The Aliso Canyon well, which has been leaking since Oct. 23, has released about 80,000 metric tons of methane and forced thousands of residents to relocate because of noxious fumes, say the California Air Resources Board and media reports. The utility says it is pumping in fluids to control gas emissions and expects to cap the leak, about 1.6 miles underground, with cement by the end of February. “The closer crews get to the intercept point, the more analysis and precision is required, so the process necessarily slows down,” SoCal Gas said in a Feb. 8 statement. According to the Los Angeles Times, the firm has tried at least seven times, unsuccessfully, to plug the well.

“The well is located in an isolated mountain area more than a mile away from and more than 1,200 feet higher than the closest home or public area. The human health threat has been minimal,” SoCal Gas said in a statement. “Scientists agree [that] natural gas is not toxic and that its odorant is harmless at the minute levels at which it is added to natural gas.”

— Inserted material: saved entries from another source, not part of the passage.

//! Bounded in-memory state shared by ingestion, derivation and persistence.
//!
//! All caches are explicitly constructed service objects; nothing here is a
//! process-wide singleton. Each cache guards its state with one lock, so a
//! reader sees either the whole of an upsert/replace or none of it.

use std::collections::{HashMap, HashSet, VecDeque};

use chrono::{DateTime, Utc};
use parking_lot::RwLock;
use serde::Serialize;
use tracing::{debug, info};

use crate::models::{DeviceHealth, Mode, RawEvent, Reading};

// ---

/// Default capacity of the rolling event set.
pub const DEFAULT_EVENT_CAPACITY: usize = 1_000;

/// Default capacity of the persisted identity set.
pub const DEFAULT_PERSISTED_CAPACITY: usize = 10_000;

/// Insertion-ordered key set with strict FIFO eviction past capacity.
#[derive(Debug)]
pub struct BoundedKeySet {
    order: VecDeque<String>,
    members: HashSet<String>,
    capacity: usize,
}

impl BoundedKeySet {
    // ---
    pub fn new(capacity: usize) -> Self {
        Self {
            order: VecDeque::new(),
            members: HashSet::new(),
            capacity: capacity.max(1),
        }
    }

    pub fn contains(&self, key: &str) -> bool {
        self.members.contains(key)
    }

    /// Returns `false` when the key was already present.
    pub fn insert(&mut self, key: String) -> bool {
        // ---
        if self.members.contains(&key) {
            return false;
        }
        while self.order.len() >= self.capacity {
            if let Some(oldest) = self.order.pop_front() {
                self.members.remove(&oldest);
            }
        }
        self.members.insert(key.clone());
        self.order.push_back(key);
        true
    }

    pub fn clear(&mut self) {
        self.order.clear();
        self.members.clear();
    }

    pub fn len(&self) -> usize {
        self.order.len()
    }

    pub fn is_empty(&self) -> bool {
        self.order.is_empty()
    }
}

// ---

#[derive(Debug, Default)]
struct SensorState {
    entries: HashMap<String, Reading>,
    last_updated_at: Option<DateTime<Utc>>,
}

/// Latest reading per source id.
#[derive(Debug, Default)]
pub struct SensorCache {
    state: RwLock<SensorState>,
}

impl SensorCache {
    // ---
    pub fn new() -> Self {
        Self::default()
    }

    /// Merge `reading` into the entry for its source id.
    pub fn upsert(&self, reading: Reading) {
        self.upsert_many(std::iter::once(reading));
    }

    /// Upsert a batch under a single write lock.
    pub fn upsert_many<I: IntoIterator<Item = Reading>>(&self, readings: I) {
        // ---
        let mut state = self.state.write();
        let mut touched = 0usize;
        for reading in readings {
            let merged = match state.entries.get(&reading.source_id) {
                Some(prev) => prev.merged_with(reading),
                None => reading,
            };
            state.entries.insert(merged.source_id.clone(), merged);
            touched += 1;
        }
        if touched > 0 {
            state.last_updated_at = Some(Utc::now());
        }
    }

    pub fn get(&self, source_id: &str) -> Option<Reading> {
        self.state.read().entries.get(source_id).cloned()
    }

    /// Every cached reading, ordered by source id.
    pub fn get_all(&self) -> Vec<Reading> {
        let mut all: Vec<Reading> = self.state.read().entries.values().cloned().collect();
        all.sort_by(|a, b| a.source_id.cmp(&b.source_id));
        all
    }

    pub fn last_updated_at(&self) -> Option<DateTime<Utc>> {
        self.state.read().last_updated_at
    }

    pub fn len(&self) -> usize {
        self.state.read().entries.len()
    }

    pub fn is_empty(&self) -> bool {
        self.len() == 0
    }

    pub fn clear(&self) {
        let mut state = self.state.write();
        state.entries.clear();
        state.last_updated_at = None;
    }
}

// ---

/// Rolling deduplicated event set, newest first.
#[derive(Debug)]
pub struct EventCache {
    events: RwLock<Vec<Reading>>,
    capacity: usize,
}

impl EventCache {
    // ---
    pub fn new(capacity: usize) -> Self {
        Self {
            events: RwLock::new(Vec::new()),
            capacity: capacity.max(1),
        }
    }

    /// Replace the tracked set. The first occurrence of each identity key
    /// wins; the result is sorted by timestamp descending and the oldest
    /// entries past capacity are evicted.
    pub fn replace(&self, readings: Vec<Reading>) -> usize {
        // ---
        let incoming = readings.len();
        let mut seen = HashSet::with_capacity(incoming);
        let mut unique: Vec<Reading> = readings
            .into_iter()
            .filter(|r| seen.insert(r.identity.clone()))
            .collect();
        unique.sort_by(|a, b| b.timestamp.cmp(&a.timestamp));
        unique.truncate(self.capacity);

        let kept = unique.len();
        if kept < incoming {
            debug!(incoming, kept, "event cache dropped duplicate or overflow events");
        }
        *self.events.write() = unique;
        kept
    }

    pub fn get_all(&self) -> Vec<Reading> {
        self.events.read().clone()
    }

    /// Events of one source, newest first.
    pub fn for_source(&self, source_id: &str) -> Vec<Reading> {
        self.events
            .read()
            .iter()
            .filter(|r| r.source_id == source_id)
            .cloned()
            .collect()
    }

    pub fn len(&self) -> usize {
        self.events.read().len()
    }

    pub fn is_empty(&self) -> bool {
        self.len() == 0
    }

    pub fn clear(&self) {
        self.events.write().clear();
    }
}

// ---

#[derive(Debug, Clone, Default, Serialize)]
#[serde(rename_all = "camelCase")]
pub struct DeviceHealthSnapshot {
    pub total: usize,
    pub online: usize,
    pub offline: usize,
    pub updated_at: Option<DateTime<Utc>>,
    pub devices: Vec<DeviceHealth>,
}

/// Latest device inventory from the health poller.
#[derive(Debug, Default)]
pub struct DeviceHealthCache {
    snapshot: RwLock<DeviceHealthSnapshot>,
}

impl DeviceHealthCache {
    // ---
    pub fn replace(&self, mut devices: Vec<DeviceHealth>, at: DateTime<Utc>) {
        devices.sort_by(|a, b| a.device_id.cmp(&b.device_id));
        let online = devices.iter().filter(|d| d.online).count();
        *self.snapshot.write() = DeviceHealthSnapshot {
            total: devices.len(),
            online,
            offline: devices.len() - online,
            updated_at: Some(at),
            devices,
        };
    }

    pub fn snapshot(&self) -> DeviceHealthSnapshot {
        self.snapshot.read().clone()
    }

    pub fn is_offline(&self, device_id: &str) -> bool {
        self.snapshot
            .read()
            .devices
            .iter()
            .any(|d| d.device_id == device_id && !d.online)
    }

    pub fn clear(&self) {
        *self.snapshot.write() = DeviceHealthSnapshot::default();
    }
}

// ---

/// Raw upstream payloads awaiting audit persistence; oldest dropped past capacity.
#[derive(Debug)]
pub struct PendingRawBuffer {
    pending: parking_lot::Mutex<VecDeque<RawEvent>>,
    capacity: usize,
}

impl PendingRawBuffer {
    // ---
    pub fn new(capacity: usize) -> Self {
        Self {
            pending: parking_lot::Mutex::new(VecDeque::new()),
            capacity: capacity.max(1),
        }
    }

    pub fn push_many<I: IntoIterator<Item = RawEvent>>(&self, events: I) {
        let mut pending = self.pending.lock();
        let mut dropped = 0usize;
        for event in events {
            if pending.len() >= self.capacity {
                pending.pop_front();
                dropped += 1;
            }
            pending.push_back(event);
        }
        if dropped > 0 {
            debug!(dropped, "raw buffer full, oldest payloads discarded");
        }
    }

    pub fn drain(&self) -> Vec<RawEvent> {
        self.pending.lock().drain(..).collect()
    }

    /// Put unwritten events back ahead of anything buffered since the drain.
    /// Capacity still applies; the oldest are the ones dropped.
    pub fn requeue_front<I: IntoIterator<Item = RawEvent>>(&self, events: I) {
        // ---
        let mut pending = self.pending.lock();
        let mut restored: VecDeque<RawEvent> = events.into_iter().collect();
        restored.append(&mut pending);
        let overflow = restored.len().saturating_sub(self.capacity);
        if overflow > 0 {
            restored.drain(..overflow);
            debug!(dropped = overflow, "raw buffer full on requeue, oldest payloads discarded");
        }
        *pending = restored;
    }

    pub fn len(&self) -> usize {
        self.pending.lock().len()
    }

    pub fn is_empty(&self) -> bool {
        self.len() == 0
    }

    pub fn clear(&self) {
        self.pending.lock().clear();
    }
}

// ---

/// Consistent view of the cache that matches the current mode.
#[derive(Debug, Clone)]
pub struct CacheSnapshot {
    pub mode: Mode,
    /// Event-oriented readings in live mode, latest-per-source in mock mode.
    pub readings: Vec<Reading>,
    pub last_updated_at: Option<DateTime<Utc>>,
}

/// The caches plus the operating mode they were filled under.
#[derive(Debug)]
pub struct StateCaches {
    mode: RwLock<Mode>,
    pub sensors: SensorCache,
    pub events: EventCache,
    pub devices: DeviceHealthCache,
    pub raw: PendingRawBuffer,
}

impl StateCaches {
    // ---
    pub fn new(mode: Mode, event_capacity: usize, raw_capacity: usize) -> Self {
        Self {
            mode: RwLock::new(mode),
            sensors: SensorCache::new(),
            events: EventCache::new(event_capacity),
            devices: DeviceHealthCache::default(),
            raw: PendingRawBuffer::new(raw_capacity),
        }
    }

    pub fn mode(&self) -> Mode {
        *self.mode.read()
    }

    /// Switch mode, clearing every cache while the mode lock is held so no
    /// reader observes readings of the previous provenance under the new mode.
    pub fn switch_mode(&self, mode: Mode) -> bool {
        // ---
        let mut current = self.mode.write();
        if *current == mode {
            return false;
        }
        self.sensors.clear();
        self.events.clear();
        self.devices.clear();
        self.raw.clear();
        let previous = *current;
        info!(from = %previous, to = %mode, "operating mode switched, caches cleared");
        *current = mode;
        true
    }

    /// Run `apply` only if the mode is still `expected`, holding the mode
    /// steady for the duration so a concurrent switch cannot interleave.
    pub fn with_mode<R>(&self, expected: Mode, apply: impl FnOnce(&Self) -> R) -> Option<R> {
        let mode = self.mode.read();
        (*mode == expected).then(|| apply(self))
    }

    pub fn snapshot(&self) -> CacheSnapshot {
        // ---
        let mode = self.mode.read();
        let readings = match *mode {
            Mode::Live => self.events.get_all(),
            Mode::Mock => self.sensors.get_all(),
        };
        CacheSnapshot {
            mode: *mode,
            readings,
            last_updated_at: self.sensors.last_updated_at(),
        }
    }
}
//! Database schema management for `fatigue-monitor`.
//!
//! Ensures the readings, raw audit and history tables exist before the
//! persistence job starts. Applied once on startup from `main.rs`.

use anyhow::Result;
use sqlx::PgPool;

// ---

/// Create or update the database schema (idempotent).
///
/// `fatigue_readings` takes the fixed-shape bulk insert. The raw audit and
/// history tables are introspected at runtime, so columns may be added to
/// them without a code change.
pub async fn create_schema(pool: &PgPool) -> Result<()> {
    // ---
    let mut tx = pool.begin().await?;

    // Primary time series; the in-process persisted set keeps rows unique per shift cycle
    sqlx::query(
        r#"
        CREATE TABLE IF NOT EXISTS fatigue_readings (
            id            BIGSERIAL PRIMARY KEY,
            identity      TEXT        NOT NULL,
            source_id     TEXT        NOT NULL,
            status        TEXT        NOT NULL,
            value         DOUBLE PRECISION,
            area          TEXT        NOT NULL,
            location      TEXT,
            operator      TEXT,
            fatigue_type  TEXT,
            latitude      DOUBLE PRECISION,
            longitude     DOUBLE PRECISION,
            within_shift  BOOLEAN     NOT NULL,
            origin        TEXT        NOT NULL,
            event_time    TIMESTAMPTZ NOT NULL,
            received_at   TIMESTAMPTZ NOT NULL
        );
        "#,
    )
    .execute(&mut *tx)
    .await?;

    sqlx::query(
        r#"
        CREATE TABLE IF NOT EXISTS fatigue_raw_events (
            id            BIGSERIAL PRIMARY KEY,
            content_hash  TEXT        NOT NULL UNIQUE,
            origin        TEXT        NOT NULL,
            payload       JSONB       NOT NULL,
            received_at   TIMESTAMPTZ NOT NULL
        );
        "#,
    )
    .execute(&mut *tx)
    .await?;

    sqlx::query(
        r#"
        CREATE TABLE IF NOT EXISTS fatigue_event_history (
            id                BIGSERIAL PRIMARY KEY,
            identity          TEXT        NOT NULL,
            snapshot_key      TEXT        NOT NULL,
            source_id         TEXT        NOT NULL,
            status            TEXT,
            value             DOUBLE PRECISION,
            shift_label       TEXT,
            shift_window      TEXT,
            within_shift      BOOLEAN,
            event_time_utc    TIMESTAMPTZ,
            event_time_local  TEXT,
            origin            TEXT,
            raw_meta          JSONB,
            recorded_at       TIMESTAMPTZ NOT NULL DEFAULT now(),
            UNIQUE (identity, snapshot_key)
        );
        "#,
    )
    .execute(&mut *tx)
    .await?;

    sqlx::query(
        r#"
        CREATE INDEX IF NOT EXISTS idx_fatigue_readings_source_time
            ON fatigue_readings (source_id, event_time DESC);
        "#,
    )
    .execute(&mut *tx)
    .await?;

    sqlx::query(
        r#"
        CREATE INDEX IF NOT EXISTS idx_fatigue_readings_identity
            ON fatigue_readings (identity);
        "#,
    )
    .execute(&mut *tx)
    .await?;

    tx.commit().await?;
    Ok(())
}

Despite the assurances, public outrage continues to grow. Along with criminal charges against the utility, Assemblyman Mike Gatto (D-Los Angeles), chairman of the state Utilities and Commerce Committee, on Feb. 3 announced an amendment to reform constitutional protections currently given to the California Public Utilities Commission. “After hearing about how the clear warnings of the impending Aliso Canyon gas leak were lost in the shuffle, we need to rethink the way we regulate utilities in this state,” he said in a statement. “Our concern is that the [commission] is too big to succeed. It is time to hit the ‘reset’ button.”

University of Southern California engineering professor Najedin Meshkati, who has served on two national investigative panels and studied the Fukushima and BP Deepwater Horizon disasters, agrees that the commission needs a “complete overhaul” in the wake of the leak. “Where’s the regulator?” asks Richard Kuprewicz, president of Accufacts Inc., a Bellingham, Wash., pipeline safety consultant. “It’s clear that they’ve lost control [and] that the checks and balances weren’t in place. It’s embarrassing how many major mishaps we’re having, and I’ve yet to see one that couldn’t have been prevented.”